--- Data for the task Enclosed Below ---
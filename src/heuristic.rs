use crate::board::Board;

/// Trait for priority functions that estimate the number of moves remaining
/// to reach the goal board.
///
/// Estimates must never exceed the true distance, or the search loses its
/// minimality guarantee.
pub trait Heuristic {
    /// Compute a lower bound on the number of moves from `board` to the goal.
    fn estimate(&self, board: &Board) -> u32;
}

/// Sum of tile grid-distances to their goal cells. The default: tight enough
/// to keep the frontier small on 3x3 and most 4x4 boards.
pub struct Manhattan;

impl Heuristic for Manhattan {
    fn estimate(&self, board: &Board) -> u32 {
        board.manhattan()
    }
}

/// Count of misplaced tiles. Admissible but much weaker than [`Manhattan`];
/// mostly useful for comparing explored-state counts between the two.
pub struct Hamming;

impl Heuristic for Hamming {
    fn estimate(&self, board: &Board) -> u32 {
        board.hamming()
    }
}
--- End of Enclosed Data for the task ---
--- Data for the task Enclosed Below ---
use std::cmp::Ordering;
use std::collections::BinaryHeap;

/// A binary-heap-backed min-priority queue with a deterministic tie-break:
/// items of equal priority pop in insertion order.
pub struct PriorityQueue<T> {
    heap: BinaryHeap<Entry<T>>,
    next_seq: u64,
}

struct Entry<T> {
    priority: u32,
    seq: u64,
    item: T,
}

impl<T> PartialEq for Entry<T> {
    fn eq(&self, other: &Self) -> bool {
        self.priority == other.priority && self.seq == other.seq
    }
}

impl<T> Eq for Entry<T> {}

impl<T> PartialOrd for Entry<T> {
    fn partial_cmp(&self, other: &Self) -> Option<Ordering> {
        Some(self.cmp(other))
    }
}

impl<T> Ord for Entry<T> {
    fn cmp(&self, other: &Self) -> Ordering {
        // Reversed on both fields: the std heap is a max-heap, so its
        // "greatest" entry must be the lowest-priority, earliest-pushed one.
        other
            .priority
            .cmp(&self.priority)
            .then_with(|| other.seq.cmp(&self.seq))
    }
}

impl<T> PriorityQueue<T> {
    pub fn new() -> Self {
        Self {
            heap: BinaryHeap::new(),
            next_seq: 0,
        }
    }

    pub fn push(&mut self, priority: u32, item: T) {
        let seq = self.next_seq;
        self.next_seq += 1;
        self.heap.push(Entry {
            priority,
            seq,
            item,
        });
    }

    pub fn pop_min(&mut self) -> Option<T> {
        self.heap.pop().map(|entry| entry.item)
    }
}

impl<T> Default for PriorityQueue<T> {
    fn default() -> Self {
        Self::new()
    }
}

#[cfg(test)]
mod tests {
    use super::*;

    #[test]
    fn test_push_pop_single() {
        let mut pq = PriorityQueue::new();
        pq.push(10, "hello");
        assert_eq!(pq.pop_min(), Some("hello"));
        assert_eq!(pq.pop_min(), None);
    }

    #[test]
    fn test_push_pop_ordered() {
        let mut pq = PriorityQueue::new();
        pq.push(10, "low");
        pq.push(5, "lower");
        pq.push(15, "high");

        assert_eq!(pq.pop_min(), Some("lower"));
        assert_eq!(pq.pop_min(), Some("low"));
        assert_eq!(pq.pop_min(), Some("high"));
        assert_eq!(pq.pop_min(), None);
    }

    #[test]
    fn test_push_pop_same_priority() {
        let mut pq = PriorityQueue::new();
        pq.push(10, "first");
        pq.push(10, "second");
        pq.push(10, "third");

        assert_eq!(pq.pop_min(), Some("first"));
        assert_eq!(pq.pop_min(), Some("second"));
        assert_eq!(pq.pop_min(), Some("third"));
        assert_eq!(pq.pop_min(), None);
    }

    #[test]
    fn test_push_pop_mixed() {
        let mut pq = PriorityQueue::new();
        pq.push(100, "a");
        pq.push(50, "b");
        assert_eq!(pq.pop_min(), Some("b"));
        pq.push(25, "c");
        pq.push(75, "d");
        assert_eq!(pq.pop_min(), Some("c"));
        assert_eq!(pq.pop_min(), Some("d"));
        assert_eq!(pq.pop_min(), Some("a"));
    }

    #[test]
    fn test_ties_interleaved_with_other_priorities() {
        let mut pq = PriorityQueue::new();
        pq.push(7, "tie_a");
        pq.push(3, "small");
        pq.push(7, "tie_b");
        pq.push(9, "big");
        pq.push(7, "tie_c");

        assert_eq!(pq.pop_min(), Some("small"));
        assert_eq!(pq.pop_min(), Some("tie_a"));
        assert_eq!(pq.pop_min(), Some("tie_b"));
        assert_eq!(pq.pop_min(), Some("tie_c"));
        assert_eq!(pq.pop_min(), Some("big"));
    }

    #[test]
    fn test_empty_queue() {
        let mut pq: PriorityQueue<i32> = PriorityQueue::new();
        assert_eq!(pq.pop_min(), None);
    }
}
--- End of Enclosed Data for the task ---
**Activity**: Using the listing above, show each line with the word "impl" in it.

**Solution below**:
impl Heuristic for Manhattan {
impl Heuristic for Hamming {
impl<T> PartialEq for Entry<T> {
impl<T> Eq for Entry<T> {}
impl<T> PartialOrd for Entry<T> {
impl<T> Ord for Entry<T> {
impl<T> PriorityQueue<T> {
impl<T> Default for PriorityQueue<T> {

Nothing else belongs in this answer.